Does Chinese biotech have a credibility problem? Yesterday Nanjing Legend, which had scored a $350m up-front payment from Johnson & Johnson in December, suffered the ignominy of having its credibility questioned in an anonymous report, causing a suspension of trading in its holding company.
On the other hand, after signing a key deal with Novartis yesterday Cellular Biomedicine looks perfectly placed to become a low-cost, FDA-compliant manufacturer of Kymriah. But Cellular Biomedicine is itself no stranger to controversy.
The company first came to prominence in 2015 when it reported findings from leukaemia patients treated with its CD19-directed CAR-T therapy that were as good as Western rivals’. However, shortly afterwards it came under fire from an anonymous Seekingalpha article alleging that it had concealed patient deaths and used paid stock promoters.
The claims were sufficiently threatening for the group to issue a denial, defending its investor relations practices and opening itself up to independent scrutiny. Inevitably, however, a class action lawsuit followed.
The group, which is listed on Nasdaq, swept away many of these doubts after Novartis yesterday invested $40m in it at a $440m valuation. The Swiss firm looks to have chosen Cellular Biomedicine as its vehicle for manufacturing and launching Kymriah in China, mirroring a deal Juno, now owned by Celgene, struck with Wuxi Apptec in 2016.
It might also be the case that Novartis, seeing how tough it is to make money out of CAR-T given Western manufacturing costs, will in time seek to use China as a global low-cost production base. A separate aspect of the tie-up has the Swiss firm licensing rights to undisclosed Cellular Biomedicine CAR-T projects, though little in the pipeline looks groundbreaking.
|Cellular Biomedicine's CAR-T assets
|Hodgkin lymphoma & NHL
|NSCLC, colorectal & ovarian cancers
|BiCAR Research Program
|GITR, H2 receptor
|CD20-CD19 Bispecific CAR
|Source: EvaluatePharma, company filings, Edison Investment Research.
Investors will hope that Novartis conducted extensive due diligence into Cellular Biomedicine before signing on the dotted line. Still, similar validation from J&J has not helped Nanjing Legend avoid controversy.
Nanjing licensed its BCMA-targeting CAR LCAR-B38M to J&J for $350m, giving credibility to the highly positive data it had revealed in a surprise Asco late-breaker last year (Asco – Mystery Chinese group gives Bluebird a run for its money, June 5, 2017).
At the time questions arose over the reliability of a trial conducted in Asia and the relevance of the relatively early-stage patients treated. J&J is now developing JNJ-68284528, an asset based on Nanjing’s technology.
But now Nanjing has been plunged back intro controversy.
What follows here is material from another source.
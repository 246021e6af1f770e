//! PTY process management.

mod handler;

pub use handler::{OutputSink, PtyHandler};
An anonymous research report, purporting to have originated from a whistleblower inside the company, has accused Nanjing of cell handling violations and, most seriously as far as the Asco data are concerned, of inaccurate follow-up patient assessments, which could have affected the impressive response rates cited in the trial.
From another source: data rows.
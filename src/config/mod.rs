//! Configuration management for projterm.
//!
//! Handles persistence and loading of daemon preferences.

use std::fs;
use std::path::PathBuf;

use anyhow::{Context, Result};
use serde::{Deserialize, Serialize};

/// Main configuration struct
#[derive(Debug, Clone, Default, Serialize, Deserialize)]
pub struct Config {
    /// Terminal behavior configuration
    #[serde(default)]
    pub terminal: TerminalConfig,
}

/// Terminal behavior configuration
#[derive(Debug, Clone, Serialize, Deserialize)]
pub struct TerminalConfig {
    /// Shell binary to spawn; defaults to the user's login shell.
    #[serde(default)]
    pub shell: Option<String>,

    /// Whether to respawn persisted sessions at daemon startup.
    #[serde(default = "default_prewarm")]
    pub prewarm: bool,
}

fn default_prewarm() -> bool {
    true
}

impl Default for TerminalConfig {
    fn default() -> Self {
        Self {
            shell: None,
            prewarm: true,
        }
    }
}

impl Config {
    /// Load configuration from disk, or return default if not found
    pub fn load() -> Result<Self> {
        let path = Self::config_path()?;

        if !path.exists() {
            return Ok(Self::default());
        }

        let contents = fs::read_to_string(&path)
            .with_context(|| format!("Failed to read config file: {}", path.display()))?;

        let config: Config = serde_json::from_str(&contents)
            .with_context(|| format!("Failed to parse config file: {}", path.display()))?;

        Ok(config)
    }

    /// Save configuration to disk
    pub fn save(&self) -> Result<()> {
        let path = Self::config_path()?;

        // Ensure parent directory exists
        if let Some(parent) = path.parent() {
            fs::create_dir_all(parent).with_context(|| {
                format!("Failed to create config directory: {}", parent.display())
            })?;
        }

        let contents = serde_json::to_string_pretty(self).context("Failed to serialize config")?;

        fs::write(&path, contents)
            .with_context(|| format!("Failed to write config file: {}", path.display()))?;

        Ok(())
    }

    /// Get the path to the config file
    fn config_path() -> Result<PathBuf> {
        let config_dir = dirs::config_dir().context("Could not find config directory")?;

        Ok(config_dir.join("projterm").join("config.json"))
    }
}

#[cfg(test)]
mod tests {
    use super::*;

    #[test]
    fn test_default_config() {
        let config = Config::default();
        assert!(config.terminal.shell.is_none());
        assert!(config.terminal.prewarm);
    }

    #[test]
    fn test_config_serialization() {
        let config = Config {
            terminal: TerminalConfig {
                shell: Some("/bin/zsh".to_string()),
                prewarm: false,
            },
        };
        let json = serde_json::to_string(&config).unwrap();
        let parsed: Config = serde_json::from_str(&json).unwrap();
        assert_eq!(parsed.terminal.shell.as_deref(), Some("/bin/zsh"));
        assert!(!parsed.terminal.prewarm);
    }

    #[test]
    fn test_missing_fields_use_defaults() {
        let parsed: Config = serde_json::from_str("{}").unwrap();
        assert!(parsed.terminal.shell.is_none());
        assert!(parsed.terminal.prewarm);
    }
}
Nanjing is a subsidiary of Genscript Biotech, a Hong Kong-listed company, whose stock was suspended for most of yesterday after first falling 20%. This morning it was back up 11%, and worth around half its value at the end of 2017.
In its rebuttal of the allegations today Genscript said it not only disclosed all data on the 74 subjects it had treated, but also that the results had been submitted for scrutiny to the US FDA. The key to Cellular Biomedicine regaining credibility was US certification of its manufacturing, and Nanjing too could find that little short of a US regulatory blessing of its data will do.